WORK TO BE COMPLETED: State, as a bare number, how many lines below contain "call".

[Collection entries]
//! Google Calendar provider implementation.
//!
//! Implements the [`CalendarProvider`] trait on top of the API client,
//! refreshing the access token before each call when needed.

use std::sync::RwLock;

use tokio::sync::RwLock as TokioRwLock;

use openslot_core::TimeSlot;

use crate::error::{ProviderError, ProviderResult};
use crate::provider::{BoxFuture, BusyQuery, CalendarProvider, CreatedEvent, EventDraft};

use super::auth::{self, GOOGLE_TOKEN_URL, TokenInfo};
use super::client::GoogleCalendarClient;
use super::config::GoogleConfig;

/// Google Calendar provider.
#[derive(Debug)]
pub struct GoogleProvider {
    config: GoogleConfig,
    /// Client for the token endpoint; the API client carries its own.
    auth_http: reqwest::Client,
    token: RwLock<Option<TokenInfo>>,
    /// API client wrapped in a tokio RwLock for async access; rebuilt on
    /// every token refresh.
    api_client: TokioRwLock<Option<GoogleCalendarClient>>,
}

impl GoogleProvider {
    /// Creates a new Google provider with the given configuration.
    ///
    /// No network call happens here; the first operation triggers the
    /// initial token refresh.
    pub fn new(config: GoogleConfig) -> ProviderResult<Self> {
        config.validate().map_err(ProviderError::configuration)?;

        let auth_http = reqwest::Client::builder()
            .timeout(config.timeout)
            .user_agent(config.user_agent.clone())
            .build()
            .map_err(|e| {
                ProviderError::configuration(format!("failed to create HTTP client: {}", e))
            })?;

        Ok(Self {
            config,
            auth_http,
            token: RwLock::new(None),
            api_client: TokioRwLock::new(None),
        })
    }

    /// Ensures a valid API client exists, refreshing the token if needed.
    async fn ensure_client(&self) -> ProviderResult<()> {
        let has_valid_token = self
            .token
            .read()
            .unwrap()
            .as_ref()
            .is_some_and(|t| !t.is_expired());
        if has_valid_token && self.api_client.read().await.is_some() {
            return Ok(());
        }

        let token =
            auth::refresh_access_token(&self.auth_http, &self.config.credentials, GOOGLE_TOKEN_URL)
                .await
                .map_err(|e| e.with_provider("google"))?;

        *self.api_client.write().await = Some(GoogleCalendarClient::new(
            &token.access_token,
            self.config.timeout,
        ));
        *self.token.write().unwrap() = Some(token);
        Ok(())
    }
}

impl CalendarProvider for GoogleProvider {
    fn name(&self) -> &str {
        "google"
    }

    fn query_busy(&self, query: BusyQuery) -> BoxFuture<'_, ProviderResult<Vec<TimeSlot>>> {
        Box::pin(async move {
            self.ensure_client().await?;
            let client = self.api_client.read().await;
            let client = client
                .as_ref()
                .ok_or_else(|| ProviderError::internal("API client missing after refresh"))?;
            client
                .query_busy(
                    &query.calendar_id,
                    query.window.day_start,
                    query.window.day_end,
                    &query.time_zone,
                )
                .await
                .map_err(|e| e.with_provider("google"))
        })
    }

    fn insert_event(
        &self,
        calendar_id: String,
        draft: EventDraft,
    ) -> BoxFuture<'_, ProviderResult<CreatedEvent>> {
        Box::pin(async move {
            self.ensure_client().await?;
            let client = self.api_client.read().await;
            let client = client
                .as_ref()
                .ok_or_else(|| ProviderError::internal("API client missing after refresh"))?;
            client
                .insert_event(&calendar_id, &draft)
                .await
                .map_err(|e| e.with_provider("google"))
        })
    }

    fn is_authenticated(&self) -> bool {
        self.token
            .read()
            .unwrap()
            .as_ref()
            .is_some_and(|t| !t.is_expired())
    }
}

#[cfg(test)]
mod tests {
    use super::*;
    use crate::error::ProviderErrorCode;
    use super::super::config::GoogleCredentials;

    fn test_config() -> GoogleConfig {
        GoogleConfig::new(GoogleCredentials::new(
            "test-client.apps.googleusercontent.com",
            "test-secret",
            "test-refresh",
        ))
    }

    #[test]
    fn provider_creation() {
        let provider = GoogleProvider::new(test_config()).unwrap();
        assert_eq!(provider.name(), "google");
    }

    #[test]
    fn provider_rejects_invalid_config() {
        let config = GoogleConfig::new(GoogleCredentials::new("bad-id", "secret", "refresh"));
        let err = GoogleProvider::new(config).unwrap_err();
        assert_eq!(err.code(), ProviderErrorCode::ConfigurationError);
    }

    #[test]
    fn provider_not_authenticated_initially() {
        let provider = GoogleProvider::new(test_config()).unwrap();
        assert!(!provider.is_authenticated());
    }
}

==

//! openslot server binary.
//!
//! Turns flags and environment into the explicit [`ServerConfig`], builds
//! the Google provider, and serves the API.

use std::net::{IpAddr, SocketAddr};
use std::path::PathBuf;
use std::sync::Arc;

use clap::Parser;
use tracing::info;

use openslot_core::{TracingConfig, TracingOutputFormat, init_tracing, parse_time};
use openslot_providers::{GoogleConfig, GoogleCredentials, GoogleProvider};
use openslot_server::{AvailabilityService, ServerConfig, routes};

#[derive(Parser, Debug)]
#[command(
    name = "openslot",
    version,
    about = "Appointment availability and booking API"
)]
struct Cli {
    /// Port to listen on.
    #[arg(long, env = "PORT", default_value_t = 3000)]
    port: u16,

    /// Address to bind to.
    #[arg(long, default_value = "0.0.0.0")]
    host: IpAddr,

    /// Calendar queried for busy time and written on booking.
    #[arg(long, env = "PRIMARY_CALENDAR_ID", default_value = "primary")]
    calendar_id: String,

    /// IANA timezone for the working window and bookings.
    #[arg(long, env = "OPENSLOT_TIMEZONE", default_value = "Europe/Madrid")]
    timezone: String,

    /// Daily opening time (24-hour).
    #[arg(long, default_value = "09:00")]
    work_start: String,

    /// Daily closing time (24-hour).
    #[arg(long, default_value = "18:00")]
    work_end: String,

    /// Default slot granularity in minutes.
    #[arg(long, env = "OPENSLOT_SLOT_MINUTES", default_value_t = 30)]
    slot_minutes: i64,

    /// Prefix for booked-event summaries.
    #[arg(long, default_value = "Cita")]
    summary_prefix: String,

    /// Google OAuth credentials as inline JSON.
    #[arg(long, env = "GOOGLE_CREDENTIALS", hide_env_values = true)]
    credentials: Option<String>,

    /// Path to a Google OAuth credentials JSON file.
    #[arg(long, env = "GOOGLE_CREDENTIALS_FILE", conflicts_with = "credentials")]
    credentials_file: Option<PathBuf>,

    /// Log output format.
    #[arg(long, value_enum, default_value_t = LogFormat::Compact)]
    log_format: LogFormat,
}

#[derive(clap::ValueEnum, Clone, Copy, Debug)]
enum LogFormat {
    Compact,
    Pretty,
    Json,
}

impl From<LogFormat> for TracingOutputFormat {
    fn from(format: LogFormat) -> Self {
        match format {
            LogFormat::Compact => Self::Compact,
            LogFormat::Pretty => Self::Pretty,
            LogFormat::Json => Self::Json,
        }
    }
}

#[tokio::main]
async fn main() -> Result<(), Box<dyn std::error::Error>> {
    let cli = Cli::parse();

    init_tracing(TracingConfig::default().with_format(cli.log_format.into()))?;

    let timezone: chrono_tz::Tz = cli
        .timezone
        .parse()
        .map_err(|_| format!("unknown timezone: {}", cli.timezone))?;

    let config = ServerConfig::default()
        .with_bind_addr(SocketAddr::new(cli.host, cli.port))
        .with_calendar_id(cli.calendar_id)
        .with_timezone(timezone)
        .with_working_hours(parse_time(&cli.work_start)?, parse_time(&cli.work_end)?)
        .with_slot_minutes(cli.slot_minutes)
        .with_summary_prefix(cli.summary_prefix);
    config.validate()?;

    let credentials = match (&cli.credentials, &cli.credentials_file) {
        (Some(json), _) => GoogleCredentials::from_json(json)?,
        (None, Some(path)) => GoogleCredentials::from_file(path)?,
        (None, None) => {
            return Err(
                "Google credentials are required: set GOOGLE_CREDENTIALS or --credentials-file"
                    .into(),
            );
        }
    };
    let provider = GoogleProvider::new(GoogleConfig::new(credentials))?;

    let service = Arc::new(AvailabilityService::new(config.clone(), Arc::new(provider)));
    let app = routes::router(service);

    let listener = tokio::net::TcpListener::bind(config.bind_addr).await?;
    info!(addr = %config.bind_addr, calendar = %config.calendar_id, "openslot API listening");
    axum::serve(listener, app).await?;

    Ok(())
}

ANSWER TO THIS EXERCISE: 2